## Records
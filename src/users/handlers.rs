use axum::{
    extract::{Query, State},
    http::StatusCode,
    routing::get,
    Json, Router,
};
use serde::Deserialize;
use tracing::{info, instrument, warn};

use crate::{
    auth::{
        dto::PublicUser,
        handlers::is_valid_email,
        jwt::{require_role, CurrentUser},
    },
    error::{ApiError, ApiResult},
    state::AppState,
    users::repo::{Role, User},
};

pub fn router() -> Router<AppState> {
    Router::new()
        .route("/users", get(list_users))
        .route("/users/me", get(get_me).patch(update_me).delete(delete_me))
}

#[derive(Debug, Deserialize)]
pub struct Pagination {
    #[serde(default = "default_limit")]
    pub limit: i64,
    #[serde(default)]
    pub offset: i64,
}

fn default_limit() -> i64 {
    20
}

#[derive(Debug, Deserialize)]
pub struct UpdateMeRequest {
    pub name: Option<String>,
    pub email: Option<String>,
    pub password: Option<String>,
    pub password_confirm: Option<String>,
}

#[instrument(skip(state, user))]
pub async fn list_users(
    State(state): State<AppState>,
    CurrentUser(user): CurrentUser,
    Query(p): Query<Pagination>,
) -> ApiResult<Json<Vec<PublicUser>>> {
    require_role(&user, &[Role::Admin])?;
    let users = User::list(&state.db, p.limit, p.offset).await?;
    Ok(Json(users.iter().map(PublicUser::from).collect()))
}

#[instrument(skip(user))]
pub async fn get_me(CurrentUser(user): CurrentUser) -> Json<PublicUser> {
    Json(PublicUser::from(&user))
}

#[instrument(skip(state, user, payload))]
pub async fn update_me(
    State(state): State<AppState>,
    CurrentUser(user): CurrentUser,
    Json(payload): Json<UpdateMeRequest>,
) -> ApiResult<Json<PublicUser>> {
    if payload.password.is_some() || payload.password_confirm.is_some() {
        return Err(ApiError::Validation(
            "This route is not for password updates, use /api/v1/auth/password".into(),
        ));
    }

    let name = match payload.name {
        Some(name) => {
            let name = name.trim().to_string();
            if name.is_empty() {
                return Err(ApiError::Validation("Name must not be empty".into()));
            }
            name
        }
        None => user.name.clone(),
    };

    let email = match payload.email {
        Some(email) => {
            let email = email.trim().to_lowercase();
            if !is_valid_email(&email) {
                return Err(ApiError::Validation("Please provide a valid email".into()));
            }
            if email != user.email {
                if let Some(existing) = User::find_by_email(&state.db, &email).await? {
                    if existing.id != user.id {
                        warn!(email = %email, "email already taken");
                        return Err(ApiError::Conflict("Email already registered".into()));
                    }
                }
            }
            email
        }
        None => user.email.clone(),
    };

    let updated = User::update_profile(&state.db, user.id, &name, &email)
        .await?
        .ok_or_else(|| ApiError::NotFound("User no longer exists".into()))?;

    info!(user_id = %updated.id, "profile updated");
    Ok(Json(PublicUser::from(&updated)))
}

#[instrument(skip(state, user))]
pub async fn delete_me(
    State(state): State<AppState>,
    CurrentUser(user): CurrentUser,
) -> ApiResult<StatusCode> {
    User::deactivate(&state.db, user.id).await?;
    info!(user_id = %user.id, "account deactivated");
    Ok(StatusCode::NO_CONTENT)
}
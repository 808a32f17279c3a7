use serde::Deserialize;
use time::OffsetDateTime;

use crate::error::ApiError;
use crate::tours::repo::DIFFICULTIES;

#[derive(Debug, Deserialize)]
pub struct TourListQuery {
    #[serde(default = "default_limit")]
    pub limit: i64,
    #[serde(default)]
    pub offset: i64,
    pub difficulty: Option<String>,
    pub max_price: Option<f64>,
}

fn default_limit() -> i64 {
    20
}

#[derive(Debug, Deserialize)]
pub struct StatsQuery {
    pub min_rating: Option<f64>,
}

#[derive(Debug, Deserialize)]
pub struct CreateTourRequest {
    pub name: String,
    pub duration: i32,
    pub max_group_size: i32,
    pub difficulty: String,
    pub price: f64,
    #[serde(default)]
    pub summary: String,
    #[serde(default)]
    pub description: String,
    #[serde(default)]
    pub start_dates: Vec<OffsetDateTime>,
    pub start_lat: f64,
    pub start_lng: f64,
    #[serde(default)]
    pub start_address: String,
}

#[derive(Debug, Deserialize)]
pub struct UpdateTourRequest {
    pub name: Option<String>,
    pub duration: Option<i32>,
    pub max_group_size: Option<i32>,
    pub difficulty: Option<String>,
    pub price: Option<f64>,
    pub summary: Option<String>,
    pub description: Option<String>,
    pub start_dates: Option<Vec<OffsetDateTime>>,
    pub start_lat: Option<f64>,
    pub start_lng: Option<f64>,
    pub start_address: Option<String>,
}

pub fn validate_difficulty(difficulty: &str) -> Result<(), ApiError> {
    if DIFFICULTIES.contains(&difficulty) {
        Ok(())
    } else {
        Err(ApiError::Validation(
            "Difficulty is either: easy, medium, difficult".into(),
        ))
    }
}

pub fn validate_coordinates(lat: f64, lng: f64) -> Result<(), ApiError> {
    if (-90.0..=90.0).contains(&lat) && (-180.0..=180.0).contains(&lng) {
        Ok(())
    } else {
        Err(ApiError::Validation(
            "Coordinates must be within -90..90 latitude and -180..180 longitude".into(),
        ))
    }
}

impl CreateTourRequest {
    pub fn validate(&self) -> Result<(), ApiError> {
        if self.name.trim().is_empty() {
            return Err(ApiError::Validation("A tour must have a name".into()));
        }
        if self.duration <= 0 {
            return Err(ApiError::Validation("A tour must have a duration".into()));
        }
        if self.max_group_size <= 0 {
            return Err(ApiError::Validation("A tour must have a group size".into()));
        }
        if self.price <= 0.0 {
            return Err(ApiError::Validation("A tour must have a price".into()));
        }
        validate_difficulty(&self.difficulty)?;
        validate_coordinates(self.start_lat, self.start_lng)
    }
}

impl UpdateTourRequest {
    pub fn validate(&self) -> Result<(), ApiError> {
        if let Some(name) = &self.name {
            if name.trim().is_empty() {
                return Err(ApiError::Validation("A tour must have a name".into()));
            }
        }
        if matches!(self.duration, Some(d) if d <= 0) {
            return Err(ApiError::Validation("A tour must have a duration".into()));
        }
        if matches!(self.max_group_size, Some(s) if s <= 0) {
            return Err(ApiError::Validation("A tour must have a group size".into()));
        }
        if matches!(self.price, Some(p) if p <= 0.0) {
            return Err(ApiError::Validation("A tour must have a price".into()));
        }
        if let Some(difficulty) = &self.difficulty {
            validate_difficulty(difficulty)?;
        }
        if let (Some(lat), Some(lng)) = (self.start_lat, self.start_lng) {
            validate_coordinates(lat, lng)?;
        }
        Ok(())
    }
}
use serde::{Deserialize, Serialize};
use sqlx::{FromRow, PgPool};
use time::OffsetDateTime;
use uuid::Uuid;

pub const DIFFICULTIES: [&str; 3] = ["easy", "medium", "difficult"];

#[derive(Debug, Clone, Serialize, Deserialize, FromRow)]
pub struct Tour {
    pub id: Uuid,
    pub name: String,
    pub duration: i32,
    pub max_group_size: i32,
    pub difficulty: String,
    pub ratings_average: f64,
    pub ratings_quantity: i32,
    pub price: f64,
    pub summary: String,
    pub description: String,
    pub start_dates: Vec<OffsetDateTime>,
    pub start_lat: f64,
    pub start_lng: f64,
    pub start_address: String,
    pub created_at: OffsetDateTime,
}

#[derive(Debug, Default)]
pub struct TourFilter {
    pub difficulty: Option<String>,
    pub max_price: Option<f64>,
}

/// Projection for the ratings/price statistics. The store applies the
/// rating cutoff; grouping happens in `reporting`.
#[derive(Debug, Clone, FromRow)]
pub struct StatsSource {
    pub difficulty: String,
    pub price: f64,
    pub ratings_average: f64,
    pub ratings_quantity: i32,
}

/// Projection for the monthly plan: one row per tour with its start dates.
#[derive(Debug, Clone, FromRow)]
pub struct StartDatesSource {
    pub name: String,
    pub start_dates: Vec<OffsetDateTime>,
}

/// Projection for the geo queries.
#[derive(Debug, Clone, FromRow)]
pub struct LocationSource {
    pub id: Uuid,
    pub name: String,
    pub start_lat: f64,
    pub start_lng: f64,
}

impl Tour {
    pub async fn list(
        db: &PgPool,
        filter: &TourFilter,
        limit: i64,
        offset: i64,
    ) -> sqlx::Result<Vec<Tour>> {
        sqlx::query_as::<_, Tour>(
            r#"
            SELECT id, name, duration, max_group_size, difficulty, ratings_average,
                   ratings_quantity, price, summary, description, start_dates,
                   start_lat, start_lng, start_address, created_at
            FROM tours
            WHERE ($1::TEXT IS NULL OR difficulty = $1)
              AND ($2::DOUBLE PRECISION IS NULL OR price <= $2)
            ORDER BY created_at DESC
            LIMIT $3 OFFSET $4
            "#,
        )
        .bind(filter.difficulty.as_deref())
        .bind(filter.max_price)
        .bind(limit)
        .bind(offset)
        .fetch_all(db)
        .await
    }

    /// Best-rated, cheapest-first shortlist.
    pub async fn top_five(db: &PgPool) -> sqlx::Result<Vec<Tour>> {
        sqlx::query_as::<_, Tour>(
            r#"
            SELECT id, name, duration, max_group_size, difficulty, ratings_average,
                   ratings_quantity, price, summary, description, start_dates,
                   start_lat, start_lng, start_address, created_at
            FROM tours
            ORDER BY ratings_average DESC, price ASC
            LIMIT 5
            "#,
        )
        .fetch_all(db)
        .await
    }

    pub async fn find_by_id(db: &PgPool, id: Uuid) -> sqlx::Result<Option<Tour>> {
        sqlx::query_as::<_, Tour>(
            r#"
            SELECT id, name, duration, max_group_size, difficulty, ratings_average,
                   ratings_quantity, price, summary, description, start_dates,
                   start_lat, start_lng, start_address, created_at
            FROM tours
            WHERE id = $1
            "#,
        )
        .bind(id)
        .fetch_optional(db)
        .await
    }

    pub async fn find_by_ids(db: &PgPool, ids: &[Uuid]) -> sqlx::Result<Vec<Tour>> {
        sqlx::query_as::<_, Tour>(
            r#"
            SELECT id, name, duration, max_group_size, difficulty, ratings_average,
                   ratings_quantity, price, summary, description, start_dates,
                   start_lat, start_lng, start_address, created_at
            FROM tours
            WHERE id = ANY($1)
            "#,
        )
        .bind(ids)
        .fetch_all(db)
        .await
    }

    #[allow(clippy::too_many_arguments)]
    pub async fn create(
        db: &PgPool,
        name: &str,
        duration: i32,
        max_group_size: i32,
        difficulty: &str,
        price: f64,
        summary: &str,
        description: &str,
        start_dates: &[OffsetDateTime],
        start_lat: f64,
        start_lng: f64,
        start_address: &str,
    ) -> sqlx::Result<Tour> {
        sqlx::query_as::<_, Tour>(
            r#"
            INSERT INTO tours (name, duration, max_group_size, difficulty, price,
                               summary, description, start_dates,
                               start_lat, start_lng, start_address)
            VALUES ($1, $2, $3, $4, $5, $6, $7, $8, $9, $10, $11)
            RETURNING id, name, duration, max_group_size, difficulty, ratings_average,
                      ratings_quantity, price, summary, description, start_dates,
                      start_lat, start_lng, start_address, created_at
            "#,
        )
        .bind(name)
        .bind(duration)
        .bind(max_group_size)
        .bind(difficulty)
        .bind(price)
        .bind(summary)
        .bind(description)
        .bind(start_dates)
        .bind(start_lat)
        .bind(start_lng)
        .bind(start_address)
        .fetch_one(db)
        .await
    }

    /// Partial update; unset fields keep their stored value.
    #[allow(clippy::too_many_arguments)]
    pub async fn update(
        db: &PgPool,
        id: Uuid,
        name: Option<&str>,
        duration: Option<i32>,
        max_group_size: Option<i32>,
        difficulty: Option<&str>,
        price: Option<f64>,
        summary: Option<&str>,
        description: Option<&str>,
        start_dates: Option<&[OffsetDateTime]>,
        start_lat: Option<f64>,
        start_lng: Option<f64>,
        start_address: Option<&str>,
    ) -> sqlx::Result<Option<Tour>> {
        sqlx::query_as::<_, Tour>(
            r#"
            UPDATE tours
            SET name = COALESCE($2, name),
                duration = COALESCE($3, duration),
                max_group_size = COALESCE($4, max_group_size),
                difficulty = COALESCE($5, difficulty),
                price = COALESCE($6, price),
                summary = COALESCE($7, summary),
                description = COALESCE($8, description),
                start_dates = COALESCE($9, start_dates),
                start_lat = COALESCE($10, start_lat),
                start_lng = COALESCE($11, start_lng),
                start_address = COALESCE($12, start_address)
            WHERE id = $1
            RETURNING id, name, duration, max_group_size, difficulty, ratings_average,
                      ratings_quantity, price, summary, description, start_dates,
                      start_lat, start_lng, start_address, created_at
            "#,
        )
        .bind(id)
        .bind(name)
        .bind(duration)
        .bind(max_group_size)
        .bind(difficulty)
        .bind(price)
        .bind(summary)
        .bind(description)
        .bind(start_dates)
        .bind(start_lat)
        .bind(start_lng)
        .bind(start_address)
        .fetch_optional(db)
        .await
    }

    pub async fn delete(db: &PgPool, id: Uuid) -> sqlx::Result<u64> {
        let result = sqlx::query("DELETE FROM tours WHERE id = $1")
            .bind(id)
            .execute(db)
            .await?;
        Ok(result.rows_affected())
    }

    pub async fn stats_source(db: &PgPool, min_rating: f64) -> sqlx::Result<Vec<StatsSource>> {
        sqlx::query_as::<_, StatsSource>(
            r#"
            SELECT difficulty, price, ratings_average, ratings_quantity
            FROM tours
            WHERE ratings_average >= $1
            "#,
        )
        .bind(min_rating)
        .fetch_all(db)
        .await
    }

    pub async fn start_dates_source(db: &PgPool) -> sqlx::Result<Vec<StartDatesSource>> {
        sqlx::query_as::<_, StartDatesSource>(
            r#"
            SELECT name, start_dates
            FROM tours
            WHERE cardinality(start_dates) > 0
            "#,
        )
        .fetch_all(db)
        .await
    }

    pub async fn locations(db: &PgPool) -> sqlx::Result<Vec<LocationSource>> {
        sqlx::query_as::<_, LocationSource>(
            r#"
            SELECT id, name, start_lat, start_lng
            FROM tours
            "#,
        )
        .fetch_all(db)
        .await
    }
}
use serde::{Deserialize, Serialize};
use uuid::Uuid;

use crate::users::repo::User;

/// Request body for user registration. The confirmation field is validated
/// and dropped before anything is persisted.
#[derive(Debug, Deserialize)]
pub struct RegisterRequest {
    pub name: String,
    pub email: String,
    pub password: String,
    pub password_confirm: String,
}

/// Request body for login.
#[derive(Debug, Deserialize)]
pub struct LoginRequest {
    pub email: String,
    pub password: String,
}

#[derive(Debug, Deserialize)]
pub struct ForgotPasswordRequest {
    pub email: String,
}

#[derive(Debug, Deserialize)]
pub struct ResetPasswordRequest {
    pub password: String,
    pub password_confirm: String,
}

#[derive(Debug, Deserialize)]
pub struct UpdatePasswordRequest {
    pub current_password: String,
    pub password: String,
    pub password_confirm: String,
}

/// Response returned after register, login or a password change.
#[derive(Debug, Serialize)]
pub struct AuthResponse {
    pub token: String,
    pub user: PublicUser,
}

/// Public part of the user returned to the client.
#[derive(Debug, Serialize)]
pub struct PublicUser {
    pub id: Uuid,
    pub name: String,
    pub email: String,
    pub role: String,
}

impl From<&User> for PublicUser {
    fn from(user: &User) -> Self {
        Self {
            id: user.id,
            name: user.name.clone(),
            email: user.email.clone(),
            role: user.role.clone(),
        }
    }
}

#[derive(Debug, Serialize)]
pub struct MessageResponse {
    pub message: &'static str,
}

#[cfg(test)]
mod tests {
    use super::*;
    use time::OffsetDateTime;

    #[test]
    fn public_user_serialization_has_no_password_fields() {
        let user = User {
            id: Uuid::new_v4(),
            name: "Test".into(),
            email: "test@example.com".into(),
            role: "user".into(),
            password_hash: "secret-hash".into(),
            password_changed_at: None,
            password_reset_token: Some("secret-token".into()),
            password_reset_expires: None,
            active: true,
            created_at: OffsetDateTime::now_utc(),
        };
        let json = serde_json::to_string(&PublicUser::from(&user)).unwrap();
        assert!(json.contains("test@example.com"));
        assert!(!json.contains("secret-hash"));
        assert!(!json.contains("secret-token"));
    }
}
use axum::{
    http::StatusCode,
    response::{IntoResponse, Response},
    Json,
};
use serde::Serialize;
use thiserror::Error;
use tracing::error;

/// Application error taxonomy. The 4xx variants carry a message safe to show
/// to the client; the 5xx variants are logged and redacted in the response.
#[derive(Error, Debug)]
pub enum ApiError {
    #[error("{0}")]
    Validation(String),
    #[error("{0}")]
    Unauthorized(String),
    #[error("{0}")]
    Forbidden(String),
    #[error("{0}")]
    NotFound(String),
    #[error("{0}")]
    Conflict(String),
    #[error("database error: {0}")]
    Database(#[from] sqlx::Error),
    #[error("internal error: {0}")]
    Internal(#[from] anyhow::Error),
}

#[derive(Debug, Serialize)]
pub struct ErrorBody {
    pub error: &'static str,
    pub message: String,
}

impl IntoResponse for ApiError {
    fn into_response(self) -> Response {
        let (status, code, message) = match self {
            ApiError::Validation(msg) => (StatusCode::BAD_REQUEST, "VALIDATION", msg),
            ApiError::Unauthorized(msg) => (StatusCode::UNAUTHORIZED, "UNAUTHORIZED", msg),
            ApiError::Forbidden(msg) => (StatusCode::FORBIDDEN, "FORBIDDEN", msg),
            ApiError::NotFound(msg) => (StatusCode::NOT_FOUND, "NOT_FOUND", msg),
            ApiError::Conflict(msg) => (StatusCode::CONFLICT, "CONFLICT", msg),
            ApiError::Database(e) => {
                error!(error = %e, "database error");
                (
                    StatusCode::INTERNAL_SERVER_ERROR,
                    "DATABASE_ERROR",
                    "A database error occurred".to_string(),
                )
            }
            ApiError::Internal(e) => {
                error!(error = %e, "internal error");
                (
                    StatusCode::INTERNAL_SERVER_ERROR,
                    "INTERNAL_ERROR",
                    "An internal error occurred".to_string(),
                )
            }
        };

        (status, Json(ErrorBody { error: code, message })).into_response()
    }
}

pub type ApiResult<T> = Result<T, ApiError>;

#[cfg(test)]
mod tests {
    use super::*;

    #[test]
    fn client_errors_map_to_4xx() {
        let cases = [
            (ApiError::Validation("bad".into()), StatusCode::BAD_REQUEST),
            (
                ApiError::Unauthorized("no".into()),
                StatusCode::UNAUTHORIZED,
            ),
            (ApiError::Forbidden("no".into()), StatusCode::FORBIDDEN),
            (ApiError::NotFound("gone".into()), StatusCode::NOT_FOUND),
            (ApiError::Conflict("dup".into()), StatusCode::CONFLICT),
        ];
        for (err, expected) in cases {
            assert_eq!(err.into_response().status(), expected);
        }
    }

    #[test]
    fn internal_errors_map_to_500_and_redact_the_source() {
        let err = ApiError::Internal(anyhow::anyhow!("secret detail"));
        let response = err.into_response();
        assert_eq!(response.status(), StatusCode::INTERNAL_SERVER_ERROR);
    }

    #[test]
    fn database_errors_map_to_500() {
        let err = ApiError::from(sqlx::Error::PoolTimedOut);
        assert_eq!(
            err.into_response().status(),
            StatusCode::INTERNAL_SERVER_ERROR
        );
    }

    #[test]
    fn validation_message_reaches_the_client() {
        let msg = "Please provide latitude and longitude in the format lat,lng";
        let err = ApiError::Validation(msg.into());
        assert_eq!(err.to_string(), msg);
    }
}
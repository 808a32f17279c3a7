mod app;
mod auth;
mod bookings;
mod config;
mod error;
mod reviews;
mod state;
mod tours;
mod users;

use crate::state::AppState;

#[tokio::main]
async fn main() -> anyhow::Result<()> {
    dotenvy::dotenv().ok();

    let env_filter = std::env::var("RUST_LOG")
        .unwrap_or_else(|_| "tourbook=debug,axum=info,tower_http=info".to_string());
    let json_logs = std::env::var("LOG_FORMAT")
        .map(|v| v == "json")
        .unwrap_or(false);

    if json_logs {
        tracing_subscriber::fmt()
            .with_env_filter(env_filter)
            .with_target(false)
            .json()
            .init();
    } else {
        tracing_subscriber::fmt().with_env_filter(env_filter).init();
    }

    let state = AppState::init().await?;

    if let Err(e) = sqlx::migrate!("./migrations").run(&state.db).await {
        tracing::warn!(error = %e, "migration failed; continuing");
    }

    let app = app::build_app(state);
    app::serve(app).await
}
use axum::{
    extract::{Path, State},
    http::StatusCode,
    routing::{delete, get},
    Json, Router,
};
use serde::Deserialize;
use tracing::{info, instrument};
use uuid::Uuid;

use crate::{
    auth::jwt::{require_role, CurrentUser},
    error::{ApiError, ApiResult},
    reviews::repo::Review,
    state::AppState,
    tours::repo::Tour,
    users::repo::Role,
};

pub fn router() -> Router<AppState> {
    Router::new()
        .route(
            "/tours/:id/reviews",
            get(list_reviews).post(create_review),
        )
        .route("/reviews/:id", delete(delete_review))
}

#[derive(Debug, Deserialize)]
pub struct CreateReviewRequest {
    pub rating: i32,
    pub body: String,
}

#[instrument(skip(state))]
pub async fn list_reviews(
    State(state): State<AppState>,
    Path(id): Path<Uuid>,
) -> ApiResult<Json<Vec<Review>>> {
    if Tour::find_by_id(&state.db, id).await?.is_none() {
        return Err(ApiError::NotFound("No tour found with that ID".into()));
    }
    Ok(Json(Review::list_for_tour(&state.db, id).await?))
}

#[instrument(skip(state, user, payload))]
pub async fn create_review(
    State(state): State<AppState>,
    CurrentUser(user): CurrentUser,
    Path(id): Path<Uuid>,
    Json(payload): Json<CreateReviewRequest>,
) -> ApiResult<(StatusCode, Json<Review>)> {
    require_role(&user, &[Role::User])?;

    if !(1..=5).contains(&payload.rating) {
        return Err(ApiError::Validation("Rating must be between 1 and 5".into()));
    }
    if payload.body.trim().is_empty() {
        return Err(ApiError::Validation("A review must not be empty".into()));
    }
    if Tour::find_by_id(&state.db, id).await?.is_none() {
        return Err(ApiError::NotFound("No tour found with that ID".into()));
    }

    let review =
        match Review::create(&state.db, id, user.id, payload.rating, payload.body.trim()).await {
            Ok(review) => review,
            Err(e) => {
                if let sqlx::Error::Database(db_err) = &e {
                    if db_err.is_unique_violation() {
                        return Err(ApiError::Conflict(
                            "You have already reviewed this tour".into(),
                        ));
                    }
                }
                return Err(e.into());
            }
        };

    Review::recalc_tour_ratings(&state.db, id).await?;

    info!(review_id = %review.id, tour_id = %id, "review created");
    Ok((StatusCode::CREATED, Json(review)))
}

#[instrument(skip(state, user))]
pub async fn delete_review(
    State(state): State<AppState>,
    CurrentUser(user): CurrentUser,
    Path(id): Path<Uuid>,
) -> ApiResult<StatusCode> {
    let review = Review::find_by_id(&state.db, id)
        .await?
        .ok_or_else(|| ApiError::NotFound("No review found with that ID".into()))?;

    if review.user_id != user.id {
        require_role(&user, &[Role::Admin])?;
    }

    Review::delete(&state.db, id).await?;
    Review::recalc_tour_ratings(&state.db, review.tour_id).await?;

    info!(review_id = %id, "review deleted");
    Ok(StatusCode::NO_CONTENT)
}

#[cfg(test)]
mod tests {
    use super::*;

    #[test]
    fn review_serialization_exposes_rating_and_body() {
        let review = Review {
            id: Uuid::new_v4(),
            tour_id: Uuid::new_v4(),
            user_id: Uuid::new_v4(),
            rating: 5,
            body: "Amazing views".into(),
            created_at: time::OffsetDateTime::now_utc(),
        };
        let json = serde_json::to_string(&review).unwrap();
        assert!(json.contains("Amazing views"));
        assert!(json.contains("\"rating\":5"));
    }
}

## Task to complete
Return every line from the entries above that contains the word "updated".

## Written reply
    let updated = User::update_profile(&state.db, user.id, &name, &email)
    info!(user_id = %updated.id, "profile updated");
    Ok(Json(PublicUser::from(&updated)))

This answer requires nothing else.